第12章 五番隊隊長就任編
「好みのタイプが無いならさ、好きな人と行ってみたい場所とかしてみたい事とかは無いの?」
「行きたい場所…そうだな…お祭り。お祭りに行きたい。賑やかで、キラキラしてて、変わった食べ物もいっぱいあって好きなの。」
何年も前、まだ何も知らなかった頃市丸、松本、檜佐木との4人で立ち寄った日の事を思い出す。とても短い時間だったがあの独特な匂いが、空気が今も思い出として残っている。懐かしむように細められた瞳を見て、檜佐木は少し複雑な思いを抱く。
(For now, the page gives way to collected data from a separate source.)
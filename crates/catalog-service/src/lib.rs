//! Catalog operations that span the relational store and the price store.
//!
//! [`Catalog`] owns both handles. Product rows and price facts are written
//! independently; the only coupled operations are product deletion (which
//! removes the price) and writes that must name an existing SKU.

mod categories;
mod error;
mod models;
mod prices;
mod products;
mod sync;
mod transfer;

use std::sync::Arc;

use catalog_prices::PriceStore;
use sqlx::PgPool;

pub use categories::RenameReport;
pub use error::ServiceError;
pub use models::ModelView;
pub use prices::{PriceLoadReport, SetPrice};
pub use products::{Page, ProductCard, ProductDetail};
pub use transfer::ImportReport;

/// Attribute keys shown for variants when a category configures none.
pub const DEFAULT_VARIANT_FIELDS: [&str; 3] = ["color", "disk", "sim_config"];

#[derive(Clone)]
pub struct Catalog {
    pool: PgPool,
    prices: Arc<PriceStore>,
}

impl Catalog {
    #[must_use]
    pub fn new(pool: PgPool, prices: Arc<PriceStore>) -> Self {
        Self { pool, prices }
    }

    #[must_use]
    pub fn pool(&self) -> &PgPool {
        &self.pool
    }

    #[must_use]
    pub fn prices(&self) -> &PriceStore {
        &self.prices
    }
}
//! Model-level views: representative grouping, variant ordering, and the
//! per-model metadata stored alongside products.

use std::cmp::Ordering;
use std::collections::HashMap;

use serde::{Deserialize, Serialize};

use crate::products::Product;

/// All products sharing one `(level2, brand)` pair.
#[derive(Debug, Clone, PartialEq, Serialize)]
pub struct ModelGroup {
    /// The member with the smallest id.
    pub representative: Product,
    /// Every member, representative included, ordered by id.
    pub members: Vec<Product>,
}

/// Groups products by `(level2, brand)` and picks each group's representative.
///
/// Groups come back ordered by `level2` (unlabelled models last), then by
/// representative id.
#[must_use]
pub fn group_by_model(products: Vec<Product>) -> Vec<ModelGroup> {
    let mut groups: HashMap<(Option<String>, String), Vec<Product>> = HashMap::new();
    for product in products {
        groups
            .entry((product.level2.clone(), product.brand.clone()))
            .or_default()
            .push(product);
    }

    let mut out: Vec<ModelGroup> = groups
        .into_values()
        .filter_map(|mut members| {
            members.sort_by_key(|p| p.id);
            let representative = members.first()?.clone();
            Some(ModelGroup {
                representative,
                members,
            })
        })
        .collect();

    out.sort_by(|a, b| {
        let (ra, rb) = (&a.representative, &b.representative);
        ra.level2
            .is_none()
            .cmp(&rb.level2.is_none())
            .then_with(|| ra.level2.cmp(&rb.level2))
            .then_with(|| ra.id.cmp(&rb.id))
    });
    out
}

/// Orders variants by color name, case-insensitively, then by id.
/// Products without a color sort last.
pub fn sort_variants(variants: &mut [Product]) {
    variants.sort_by(|a, b| {
        let ca = a.attributes.color.as_deref().map(str::to_lowercase);
        let cb = b.attributes.color.as_deref().map(str::to_lowercase);
        let by_color = match (ca, cb) {
            (Some(x), Some(y)) => x.cmp(&y),
            (Some(_), None) => Ordering::Less,
            (None, Some(_)) => Ordering::Greater,
            (None, None) => Ordering::Equal,
        };
        by_color.then_with(|| a.id.cmp(&b.id))
    });
}

/// Marketing copy and structured details for one model.
#[derive(Debug, Clone, PartialEq, Serialize, Deserialize)]
pub struct ModelDescription {
    pub level2: String,
    pub description: String,
    #[serde(default = "empty_object")]
    pub details: serde_json::Value,
}

/// Attribute keys that distinguish variants within a top-level category.
#[derive(Debug, Clone, PartialEq, Eq, Serialize, Deserialize)]
pub struct VariantFields {
    pub level0: String,
    pub fields: Vec<String>,
}

fn empty_object() -> serde_json::Value {
    serde_json::Value::Object(serde_json::Map::new())
}

#[cfg(test)]
mod tests {
    use super::*;
    use crate::products::tests::sample_product;

    #[test]
    fn one_group_per_model_and_brand() {
        let products = vec![
            sample_product(7, "MBA-M2-512", "MacBook Air M2", "Apple"),
            sample_product(3, "MBA-M2-256", "MacBook Air M2", "Apple"),
            sample_product(5, "IP16-128", "iPhone 16", "Apple"),
            sample_product(4, "GX-256", "iPhone 16", "Refurb Co"),
        ];

        let groups = group_by_model(products);
        assert_eq!(groups.len(), 3);

        let air = groups
            .iter()
            .find(|g| g.representative.level2.as_deref() == Some("MacBook Air M2"))
            .unwrap();
        assert_eq!(air.representative.sku, "MBA-M2-256");
        assert_eq!(air.members.len(), 2);
    }

    #[test]
    fn groups_are_ordered_by_level2_then_id() {
        let mut unlabelled = sample_product(1, "CABLE", "x", "Generic");
        unlabelled.level2 = None;
        let products = vec![
            unlabelled,
            sample_product(9, "B-1", "Beta", "Apple"),
            sample_product(8, "A-2", "Alpha", "Samsung"),
            sample_product(2, "A-1", "Alpha", "Apple"),
        ];

        let order: Vec<String> = group_by_model(products)
            .into_iter()
            .map(|g| g.representative.sku)
            .collect();
        assert_eq!(order, vec!["A-1", "A-2", "B-1", "CABLE"]);
    }

    #[test]
    fn sort_variants_by_color_case_insensitive() {
        let mut a = sample_product(1, "A", "M", "B");
        a.attributes.color = Some("silver".to_string());
        let mut b = sample_product(2, "B", "M", "B");
        b.attributes.color = Some("Midnight".to_string());
        let c = sample_product(3, "C", "M", "B");
        let mut d = sample_product(4, "D", "M", "B");
        d.attributes.color = Some("Blue".to_string());

        let mut variants = vec![a, b, c, d];
        sort_variants(&mut variants);
        let skus: Vec<&str> = variants.iter().map(|p| p.sku.as_str()).collect();
        assert_eq!(skus, vec!["D", "B", "A", "C"]);
    }

    #[test]
    fn model_description_defaults_details() {
        let desc: ModelDescription =
            serde_json::from_str(r#"{"level2":"iPhone 16","description":"A18 chip"}"#).unwrap();
        assert!(desc.details.as_object().unwrap().is_empty());
    }
}
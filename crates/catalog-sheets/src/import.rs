use catalog_core::{Attributes, NewProduct, PriceUpdate};
use serde::Serialize;

use crate::table::{Row, Table};
use crate::{SheetError, PRICES_SHEET, PRODUCTS_SHEET};

const PRODUCT_REQUIRED: [&str; 4] = ["sku", "name", "brand", "level0"];
const PRICE_REQUIRED: [&str; 2] = ["sku", "price"];

/// A row that could not be turned into a record. `row` is the 1-based
/// data-row number (the first row under the header is 1).
#[derive(Debug, Clone, PartialEq, Eq, Serialize)]
pub struct RowError {
    pub row: usize,
    #[serde(skip_serializing_if = "Option::is_none")]
    pub sku: Option<String>,
    pub message: String,
}

#[derive(Debug, Clone, PartialEq)]
pub struct ProductSheetRow {
    pub row: usize,
    pub product: NewProduct,
    /// Present when the row carries a price.
    pub price: Option<PriceUpdate>,
}

#[derive(Debug, Clone, Default, PartialEq)]
pub struct ProductSheet {
    pub rows: Vec<ProductSheetRow>,
    pub errors: Vec<RowError>,
}

#[derive(Debug, Clone, PartialEq)]
pub struct PriceSheetRow {
    pub row: usize,
    pub sku: String,
    pub update: PriceUpdate,
}

#[derive(Debug, Clone, Default, PartialEq)]
pub struct PriceSheet {
    pub rows: Vec<PriceSheetRow>,
    pub errors: Vec<RowError>,
}

/// Parses a product upload.
///
/// # Errors
///
/// Returns [`SheetError::MissingColumns`] when a required header is absent,
/// or a read error for an unreadable file. Problems within a row are
/// reported in [`ProductSheet::errors`] instead.
pub fn parse_products(bytes: &[u8]) -> Result<ProductSheet, SheetError> {
    let table = Table::read(bytes, PRODUCTS_SHEET)?;
    table.require(&PRODUCT_REQUIRED)?;

    let mut sheet = ProductSheet::default();
    for row in table.rows() {
        match product_row(&row) {
            Ok(parsed) => sheet.rows.push(parsed),
            Err(message) => {
                tracing::debug!(row = row.number, %message, "skipping product row");
                sheet.errors.push(RowError {
                    row: row.number,
                    sku: row.get("sku").map(ToOwned::to_owned),
                    message,
                });
            }
        }
    }
    Ok(sheet)
}

/// Parses a price upload.
///
/// # Errors
///
/// Same contract as [`parse_products`].
pub fn parse_prices(bytes: &[u8]) -> Result<PriceSheet, SheetError> {
    let table = Table::read(bytes, PRICES_SHEET)?;
    table.require(&PRICE_REQUIRED)?;

    let mut sheet = PriceSheet::default();
    for row in table.rows() {
        let sku = row.get("sku").map(ToOwned::to_owned);
        let parsed = sku
            .clone()
            .ok_or_else(|| "missing required fields: sku".to_string())
            .and_then(|sku| {
                let update = price_update(&row)?
                    .ok_or_else(|| "missing required fields: price".to_string())?;
                Ok(PriceSheetRow {
                    row: row.number,
                    sku,
                    update,
                })
            });
        match parsed {
            Ok(parsed) => sheet.rows.push(parsed),
            Err(message) => sheet.errors.push(RowError {
                row: row.number,
                sku,
                message,
            }),
        }
    }
    Ok(sheet)
}

fn product_row(row: &Row<'_>) -> Result<ProductSheetRow, String> {
    let text = |column: &str| row.get(column).map(ToOwned::to_owned);

    let mut attributes = row
        .get("attributes")
        .map(Attributes::from_json_lossy)
        .unwrap_or_default();
    for (column, slot) in [
        ("color", &mut attributes.color),
        ("disk", &mut attributes.disk),
        ("sim_config", &mut attributes.sim_config),
        ("ram", &mut attributes.ram),
        ("connectivity", &mut attributes.connectivity),
    ] {
        if let Some(value) = row.get(column) {
            *slot = Some(value.to_string());
        }
    }

    let stock = match row.get("stock") {
        Some(raw) => parse_stock(raw)?,
        None => 0,
    };
    let is_available = match row.get("is_available") {
        Some(raw) => parse_flag("is_available", raw)?,
        None => true,
    };
    let images = row
        .get("images")
        .map(|raw| {
            raw.split([',', '\n'])
                .map(str::trim)
                .filter(|u| !u.is_empty())
                .map(ToOwned::to_owned)
                .collect()
        })
        .unwrap_or_default();

    let product = NewProduct {
        sku: text("sku").unwrap_or_default(),
        name: text("name").unwrap_or_default(),
        brand: text("brand").unwrap_or_default(),
        level0: text("level0").unwrap_or_default(),
        level1: text("level1"),
        level2: text("level2"),
        attributes,
        images,
        image_url: text("image_url"),
        stock,
        is_available,
    }
    .normalized()
    .map_err(|e| e.to_string())?;

    Ok(ProductSheetRow {
        row: row.number,
        product,
        price: price_update(row)?,
    })
}

/// Reads the optional price columns. `Ok(None)` when the row has no price.
fn price_update(row: &Row<'_>) -> Result<Option<PriceUpdate>, String> {
    let Some(raw_price) = row.get("price") else {
        if row.get("old_price").is_some() {
            return Err("old_price given without price".to_string());
        }
        return Ok(None);
    };
    let price = parse_amount("price", raw_price)?;
    let old_price = row
        .get("old_price")
        .map(|raw| parse_amount("old_price", raw))
        .transpose()?;
    let is_tracked = row
        .get("tracked")
        .map(|raw| parse_flag("tracked", raw))
        .transpose()?;

    Ok(Some(PriceUpdate {
        price,
        old_price,
        currency: row.get("currency").map(str::to_uppercase),
        is_tracked,
    }))
}

/// Accepts `89990`, `89 990`, `89990.50` and `89990,50`.
fn parse_amount(field: &str, raw: &str) -> Result<f64, String> {
    let cleaned: String = raw
        .chars()
        .filter(|c| !c.is_whitespace() && *c != '\u{a0}')
        .map(|c| if c == ',' { '.' } else { c })
        .collect();
    match cleaned.parse::<f64>() {
        Ok(value) if value.is_finite() && value >= 0.0 => Ok(value),
        _ => Err(format!("{field} must be a non-negative number, got '{raw}'")),
    }
}

fn parse_stock(raw: &str) -> Result<i32, String> {
    let value: f64 = raw
        .parse()
        .map_err(|_| format!("stock must be a whole number, got '{raw}'"))?;
    if value.fract() != 0.0 || value < 0.0 || value > f64::from(i32::MAX) {
        return Err(format!("stock must be a non-negative whole number, got '{raw}'"));
    }
    #[allow(clippy::cast_possible_truncation)]
    Ok(value as i32)
}

fn parse_flag(field: &str, raw: &str) -> Result<bool, String> {
    match raw.trim().to_lowercase().as_str() {
        "1" | "true" | "yes" | "y" | "да" => Ok(true),
        "0" | "false" | "no" | "n" | "нет" => Ok(false),
        _ => Err(format!("{field} must be yes/no, got '{raw}'")),
    }
}
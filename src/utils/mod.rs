pub mod cancel;

pub use cancel::CancellationToken;
use std::fmt;
use std::sync::Arc;

use alloy_primitives::Address;
use log::info;

use crate::errors::StakeError;
use crate::networking::ChainClient;

/// Chain a session is bound to.
#[derive(Debug, Clone, PartialEq, Eq)]
pub struct Chain {
    pub id: u64,
    pub name: String,
}

impl Chain {
    pub fn new(id: u64, name: impl Into<String>) -> Self {
        Chain { id, name: name.into() }
    }

    pub fn sepolia() -> Self {
        Chain::new(11_155_111, "sepolia")
    }
}

impl fmt::Display for Chain {
    fn fmt(&self, f: &mut fmt::Formatter<'_>) -> fmt::Result {
        write!(f, "{} ({})", self.name, self.id)
    }
}

/// An authenticated wallet connection: one account on one chain, plus the
/// signer that submits transactions for it.
///
/// Sessions are passed explicitly to every component that needs chain access.
#[derive(Clone)]
pub struct WalletSession {
    account: Address,
    chain: Chain,
    signer: Arc<dyn ChainClient>,
}

impl fmt::Debug for WalletSession {
    fn fmt(&self, f: &mut fmt::Formatter<'_>) -> fmt::Result {
        f.debug_struct("WalletSession")
            .field("account", &self.account)
            .field("chain", &self.chain)
            .finish_non_exhaustive()
    }
}

impl WalletSession {
    pub fn new(account: Address, chain: Chain, signer: Arc<dyn ChainClient>) -> Self {
        WalletSession { account, chain, signer }
    }

    /// Ask the wallet for its active account and check it is on `expected`.
    pub async fn connect(signer: Arc<dyn ChainClient>, expected: Chain) -> Result<Self, StakeError> {
        let accounts = signer.request_accounts().await?;
        let account = accounts.first().copied().ok_or(StakeError::NoAccount)?;

        let actual = signer.chain_id().await?;
        if actual != expected.id {
            return Err(StakeError::WrongChain {
                expected: expected.id,
                actual,
            });
        }

        info!("Connected wallet {} on {}", account, expected);
        Ok(WalletSession::new(account, expected, signer))
    }

    pub fn account(&self) -> Address {
        self.account
    }

    pub fn chain(&self) -> &Chain {
        &self.chain
    }

    pub fn signer(&self) -> Arc<dyn ChainClient> {
        Arc::clone(&self.signer)
    }
}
そもそも、市丸が関わるとろくな事が無い。それに、帰り際のゆうりの態度と、放たれた市丸の言葉…あれはきっと…。そこまで考えた所で頭を軽く横に振り、考える事を辞めた。
「お祭りいいねぇ、私も行きたいな。今度4人で行ってみようよ!」
「ふふ、いいね!次の夏は4人で行こう!良いでしょ?修兵。」
「…断る理由なんてねぇよ。」
「約束だからね!ちゃんと青鹿くんにも伝えておいてよ、檜佐木くん!」
その為には、確実に藍染を止める必要があるのだが。それぞれ理解はしていたが、口にする事は無かった。
「他に質問は無し?」
「後はそうだな…特技は?」
「料理かな。現世にいる時は自分で作る事が多かったからそれなりにできるようになったよ。」
「へぇ…。」
「ニヤついてるよ檜佐木くん。」
「に、ニヤついてねぇよ!」
「どうせ手料理いいなぁ、とか思ってたんでしょ!」
「修兵って本当に分かりやすくて面白いよね。」
「人をからかって遊ぶんじゃねぇ…!」
そう言うと檜佐木は手に持っていたメモ帳を閉じた。漸く質問も終わり、3人は談笑を続けながら甘味に舌鼓をする。久々に話す同期との会話はとても楽しく、充実しているようで、また会えない時間が長かった分、話も尽きない。
「ゆうりちゃんはまた直ぐに現世に行っちゃうんでしょ?寂しいなぁ。」
「私が1番喜助と親密だからね。行ったり来たりする事になりそうだから、そんなに会えない事もないよ?」
「喜助…って、ウラハラさんだっけ?その人、そんなに凄いの?」
「凄いわ!!」
勢い良く頷くゆうりに蟹沢と檜佐木も少し驚いた。彼女がここまで瞳を爛々とさせる事も珍しい。